Hodgson's "chameleon suit" idea, which he is developing with funding from the NASA Institute for Advanced Concepts (NIAC), looks to change all that. NIAC is the department of extremely long-range planning at NASA, where big thinkers take new and near-future technologies and concoct new ways to explore space.

"Like all NIAC studies, the chameleon suit is aimed at long-range applications (10 - 40 years away)," Hodgson says. "Based on our work so far, some aspects of the concept, specifically controlled heat rejection through the suit walls, may be realistic toward the near end of that window."

Have Spacesuit, Will Travel

It's not called a chameleon suit for stealth reasons; Hodgson compares his suit's ability to rapidly adapt to that of the reptile. In theory the suit would retain or shed heat in response to the surrounding environment, thereby keeping the wearer alive, comfortable, and able to work.

"We chose the name "chameleon suit" to reflect the fact that the suit walls change in response to changes in the environment or in the wearer's need for cooling," Hodgson explains. "Specifically it fits the way that a chameleon changes color."
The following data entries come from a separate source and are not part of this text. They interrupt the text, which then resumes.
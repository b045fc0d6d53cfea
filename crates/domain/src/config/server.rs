use serde::{Deserialize, Serialize};

#[derive(Debug, Clone, Deserialize, Serialize)]
pub struct ServerConfig {
    #[serde(default = "default_web_port")]
    pub web_port: u16,

    #[serde(default = "default_bind_address")]
    pub bind_address: String,
}

impl Default for ServerConfig {
    fn default() -> Self {
        Self {
            web_port: default_web_port(),
            bind_address: default_bind_address(),
        }
    }
}

fn default_web_port() -> u16 {
    8080
}

fn default_bind_address() -> String {
    "0.0.0.0".to_string()
}
use jenkin_domain::{CliOverrides, Config};

pub fn load_config(path: Option<&str>, overrides: CliOverrides) -> anyhow::Result<Config> {
    Config::load(path, overrides).map_err(|e| anyhow::anyhow!("Failed to load configuration: {}", e))
}
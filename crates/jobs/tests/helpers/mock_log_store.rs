use async_trait::async_trait;
use chrono::{DateTime, TimeDelta, Utc};
use jenkin_application::ports::{LogBatchTransaction, LogStore, LogStoreConnection};
use jenkin_domain::{DomainError, RetentionCutoff};
use std::sync::atomic::{AtomicBool, AtomicU64, Ordering};
use std::sync::Arc;
use tokio::sync::RwLock;

/// Log table kept as a list of timestamps.
#[derive(Clone)]
pub struct MockLogStore {
    rows: Arc<RwLock<Vec<DateTime<Utc>>>>,
    open_attempts: Arc<AtomicU64>,
    should_fail: Arc<AtomicBool>,
}

impl MockLogStore {
    pub fn new() -> Self {
        Self {
            rows: Arc::new(RwLock::new(Vec::new())),
            open_attempts: Arc::new(AtomicU64::new(0)),
            should_fail: Arc::new(AtomicBool::new(false)),
        }
    }

    pub async fn add_recent_log(&self) {
        self.rows.write().await.push(Utc::now());
    }

    pub async fn add_old_log(&self, days_ago: i64) {
        self.rows
            .write()
            .await
            .push(Utc::now() - TimeDelta::days(days_ago));
    }

    pub async fn count(&self) -> usize {
        self.rows.read().await.len()
    }

    pub fn open_attempts(&self) -> u64 {
        self.open_attempts.load(Ordering::Relaxed)
    }

    pub fn set_should_fail(&self, fail: bool) {
        self.should_fail.store(fail, Ordering::Relaxed);
    }
}

#[async_trait]
impl LogStore for MockLogStore {
    async fn open(&self) -> Result<Box<dyn LogStoreConnection>, DomainError> {
        self.open_attempts.fetch_add(1, Ordering::Relaxed);
        if self.should_fail.load(Ordering::Relaxed) {
            return Err(DomainError::ConnectionError("refused".to_string()));
        }
        Ok(Box::new(MockConnection {
            rows: Arc::clone(&self.rows),
        }))
    }
}

struct MockConnection {
    rows: Arc<RwLock<Vec<DateTime<Utc>>>>,
}

#[async_trait]
impl LogStoreConnection for MockConnection {
    async fn begin<'a>(&'a mut self) -> Result<Box<dyn LogBatchTransaction + 'a>, DomainError> {
        Ok(Box::new(MockTransaction {
            rows: Arc::clone(&self.rows),
            staged: None,
        }))
    }

    async fn close(self: Box<Self>) {}
}

struct MockTransaction {
    rows: Arc<RwLock<Vec<DateTime<Utc>>>>,
    staged: Option<Vec<DateTime<Utc>>>,
}

#[async_trait]
impl LogBatchTransaction for MockTransaction {
    async fn delete_older_than(
        &mut self,
        cutoff: &RetentionCutoff,
        limit: u32,
    ) -> Result<u64, DomainError> {
        let rows = self.rows.read().await;
        let mut remaining = Vec::with_capacity(rows.len());
        let mut deleted = 0u64;
        for ts in rows.iter() {
            if deleted < u64::from(limit) && cutoff.is_expired(*ts) {
                deleted += 1;
            } else {
                remaining.push(*ts);
            }
        }
        self.staged = Some(remaining);
        Ok(deleted)
    }

    async fn commit(self: Box<Self>) -> Result<(), DomainError> {
        if let Some(remaining) = self.staged {
            *self.rows.write().await = remaining;
        }
        Ok(())
    }

    async fn rollback(self: Box<Self>) -> Result<(), DomainError> {
        Ok(())
    }
}
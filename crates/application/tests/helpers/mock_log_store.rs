use async_trait::async_trait;
use chrono::{DateTime, Utc};
use jenkin_application::ports::{Clock, LogBatchTransaction, LogStore, LogStoreConnection};
use jenkin_domain::{DomainError, RetentionCutoff};
use std::collections::HashSet;
use std::io;
use std::sync::{Arc, Mutex};
use tokio::time::Instant;

#[derive(Debug, Clone)]
struct MockRow {
    id: i64,
    timestamp: DateTime<Utc>,
}

#[derive(Default)]
struct StoreState {
    rows: Vec<MockRow>,
    next_id: i64,
    fail_open: bool,
    fail_delete_on_batch: Option<u64>,
    fail_commit_on_batch: Option<u64>,
    insert_after_commit: Option<(u64, Vec<DateTime<Utc>>)>,
    opens: u64,
    closes: u64,
    begins: u64,
    commits: u64,
    rollbacks: u64,
    failed_commits: u64,
    committed_batches: Vec<u64>,
    commit_instants: Vec<Instant>,
}

/// In-memory log table with transactional batches and failure injection.
#[derive(Clone, Default)]
pub struct MockLogStore {
    state: Arc<Mutex<StoreState>>,
}

impl MockLogStore {
    pub fn new() -> Self {
        Self::default()
    }

    pub fn insert(&self, timestamp: DateTime<Utc>) {
        let mut state = self.state.lock().unwrap();
        state.next_id += 1;
        let id = state.next_id;
        state.rows.push(MockRow { id, timestamp });
    }

    pub fn insert_many(&self, timestamp: DateTime<Utc>, count: usize) {
        for _ in 0..count {
            self.insert(timestamp);
        }
    }

    pub fn set_fail_open(&self, fail: bool) {
        self.state.lock().unwrap().fail_open = fail;
    }

    pub fn fail_delete_on_batch(&self, batch: u64) {
        self.state.lock().unwrap().fail_delete_on_batch = Some(batch);
    }

    pub fn fail_commit_on_batch(&self, batch: u64) {
        self.state.lock().unwrap().fail_commit_on_batch = Some(batch);
    }

    /// Simulates a concurrent writer appending rows right after `batch` commits.
    pub fn insert_after_commit(&self, batch: u64, timestamps: Vec<DateTime<Utc>>) {
        self.state.lock().unwrap().insert_after_commit = Some((batch, timestamps));
    }

    pub fn count(&self) -> usize {
        self.state.lock().unwrap().rows.len()
    }

    pub fn count_older_than(&self, ts: DateTime<Utc>) -> usize {
        self.state
            .lock()
            .unwrap()
            .rows
            .iter()
            .filter(|r| r.timestamp < ts)
            .count()
    }

    pub fn opens(&self) -> u64 {
        self.state.lock().unwrap().opens
    }

    pub fn closes(&self) -> u64 {
        self.state.lock().unwrap().closes
    }

    pub fn begins(&self) -> u64 {
        self.state.lock().unwrap().begins
    }

    pub fn commits(&self) -> u64 {
        self.state.lock().unwrap().commits
    }

    pub fn rollbacks(&self) -> u64 {
        self.state.lock().unwrap().rollbacks
    }

    pub fn failed_commits(&self) -> u64 {
        self.state.lock().unwrap().failed_commits
    }

    pub fn committed_batches(&self) -> Vec<u64> {
        self.state.lock().unwrap().committed_batches.clone()
    }

    pub fn commit_instants(&self) -> Vec<Instant> {
        self.state.lock().unwrap().commit_instants.clone()
    }
}

#[async_trait]
impl LogStore for MockLogStore {
    async fn open(&self) -> Result<Box<dyn LogStoreConnection>, DomainError> {
        let mut state = self.state.lock().unwrap();
        if state.fail_open {
            return Err(DomainError::ConnectionError(
                "log store unreachable".to_string(),
            ));
        }
        state.opens += 1;
        Ok(Box::new(MockConnection {
            state: Arc::clone(&self.state),
        }))
    }
}

struct MockConnection {
    state: Arc<Mutex<StoreState>>,
}

#[async_trait]
impl LogStoreConnection for MockConnection {
    async fn begin<'a>(&'a mut self) -> Result<Box<dyn LogBatchTransaction + 'a>, DomainError> {
        let mut state = self.state.lock().unwrap();
        state.begins += 1;
        Ok(Box::new(MockTransaction {
            state: Arc::clone(&self.state),
            batch: state.begins,
            pending: HashSet::new(),
        }))
    }

    async fn close(self: Box<Self>) {
        self.state.lock().unwrap().closes += 1;
    }
}

struct MockTransaction {
    state: Arc<Mutex<StoreState>>,
    batch: u64,
    pending: HashSet<i64>,
}

#[async_trait]
impl LogBatchTransaction for MockTransaction {
    async fn delete_older_than(
        &mut self,
        cutoff: &RetentionCutoff,
        limit: u32,
    ) -> Result<u64, DomainError> {
        let state = self.state.lock().unwrap();
        if state.fail_delete_on_batch == Some(self.batch) {
            return Err(DomainError::DatabaseError("delete failed".to_string()));
        }
        self.pending = state
            .rows
            .iter()
            .filter(|r| cutoff.is_expired(r.timestamp))
            .take(limit as usize)
            .map(|r| r.id)
            .collect();
        Ok(self.pending.len() as u64)
    }

    async fn commit(self: Box<Self>) -> Result<(), DomainError> {
        let mut state = self.state.lock().unwrap();
        if state.fail_commit_on_batch == Some(self.batch) {
            state.failed_commits += 1;
            return Err(DomainError::TransactionError("commit failed".to_string()));
        }

        state.rows.retain(|r| !self.pending.contains(&r.id));
        state.commits += 1;
        state.committed_batches.push(self.pending.len() as u64);
        state.commit_instants.push(Instant::now());

        if let Some((batch, timestamps)) = state.insert_after_commit.take() {
            if batch == self.batch {
                for timestamp in timestamps {
                    state.next_id += 1;
                    let id = state.next_id;
                    state.rows.push(MockRow { id, timestamp });
                }
            } else {
                state.insert_after_commit = Some((batch, timestamps));
            }
        }
        Ok(())
    }

    async fn rollback(self: Box<Self>) -> Result<(), DomainError> {
        self.state.lock().unwrap().rollbacks += 1;
        Ok(())
    }
}

pub struct FixedClock(pub DateTime<Utc>);

impl Clock for FixedClock {
    fn now(&self) -> DateTime<Utc> {
        self.0
    }
}

/// Collects formatted tracing output for assertions.
#[derive(Clone, Default)]
pub struct CapturedLogs {
    buffer: Arc<Mutex<Vec<u8>>>,
}

impl CapturedLogs {
    pub fn new() -> Self {
        Self::default()
    }

    pub fn contents(&self) -> String {
        String::from_utf8_lossy(&self.buffer.lock().unwrap()).into_owned()
    }
}

impl io::Write for CapturedLogs {
    fn write(&mut self, buf: &[u8]) -> io::Result<usize> {
        self.buffer.lock().unwrap().extend_from_slice(buf);
        Ok(buf.len())
    }

    fn flush(&mut self) -> io::Result<()> {
        Ok(())
    }
}

impl<'a> tracing_subscriber::fmt::MakeWriter<'a> for CapturedLogs {
    type Writer = CapturedLogs;

    fn make_writer(&'a self) -> Self::Writer {
        self.clone()
    }
}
"Even though the space environment is very hostile and cannot provide much of what we usually derive from the Earth's atmosphere, it does offer a useful heat sink," says Hodgson. "Vacuum conditions or a low pressure (in most destinations of current interest) atmosphere that can aid in mass transport and gas separation functions, and thermal and solar energy flows that can be used to derive power or drive transport and conversion processes."

"To me the coolest part of the concept is its central theme," Hodgson enthuses. "The idea that we can approach an EVA system in a whole new way and work with what the space environment gives us much as we have throughout the history of human expansion into demanding environments all over the earth."
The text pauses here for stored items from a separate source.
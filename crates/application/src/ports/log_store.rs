use async_trait::async_trait;
use jenkin_domain::{DomainError, RetentionCutoff};

/// Source of connections to the append-only log table.
#[async_trait]
pub trait LogStore: Send + Sync {
    /// Fails with `DomainError::ConnectionError` when the store is unreachable.
    async fn open(&self) -> Result<Box<dyn LogStoreConnection>, DomainError>;
}

/// A connection owned by one retention run.
#[async_trait]
pub trait LogStoreConnection: Send {
    async fn begin<'a>(&'a mut self) -> Result<Box<dyn LogBatchTransaction + 'a>, DomainError>;

    /// Releases the connection. Dropping it without calling `close` also
    /// releases it, but skips the orderly shutdown.
    async fn close(self: Box<Self>);
}

/// One batch: a single bounded delete inside its own transaction.
#[async_trait]
pub trait LogBatchTransaction: Send {
    /// Deletes at most `limit` rows stamped strictly before the cutoff, in no
    /// particular order, and returns how many were removed.
    async fn delete_older_than(
        &mut self,
        cutoff: &RetentionCutoff,
        limit: u32,
    ) -> Result<u64, DomainError>;

    /// Consumes the transaction. On failure nothing from this batch is
    /// applied and the caller has no handle left to roll back; the adapter
    /// must discard the batch itself.
    async fn commit(self: Box<Self>) -> Result<(), DomainError>;

    async fn rollback(self: Box<Self>) -> Result<(), DomainError>;
}
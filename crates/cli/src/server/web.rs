use jenkin_api::{create_app, AppState};
use std::net::SocketAddr;
use tokio_util::sync::CancellationToken;
use tower_http::trace::TraceLayer;
use tracing::{error, info};

pub async fn start_web_server(
    bind_addr: SocketAddr,
    state: AppState,
    shutdown: CancellationToken,
) -> anyhow::Result<()> {
    info!(
        bind_address = %bind_addr,
        api_url = format!("http://{}/api", bind_addr),
        "Starting web server"
    );

    let app = create_app(state).layer(TraceLayer::new_for_http());
    let listener = tokio::net::TcpListener::bind(&bind_addr).await?;

    info!("Web server started successfully");

    axum::serve(listener, app)
        .with_graceful_shutdown(shutdown_signal(shutdown))
        .await?;

    Ok(())
}

/// Resolves on Ctrl-C and cancels the shared token so background jobs stop too.
async fn shutdown_signal(shutdown: CancellationToken) {
    tokio::select! {
        result = tokio::signal::ctrl_c() => {
            match result {
                Ok(()) => info!("Shutdown signal received"),
                Err(e) => {
                    error!(error = %e, "Failed to listen for shutdown signal");
                    shutdown.cancelled().await;
                }
            }
        }
        _ = shutdown.cancelled() => {}
    }
    shutdown.cancel();
}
But Hodgson has special fondness for the suit's recycling program.

"Of the specific implementation possibilities, the recovery of metabolic oxygen on the fly would definitely be the coolest," he says. "I have always viewed it as physically impossible, and it still strains the bounds of possible growth in process efficiencies from what we know to be achievable today, but, if we get there it will really be liberating for future space activity like nothing we've ever seen."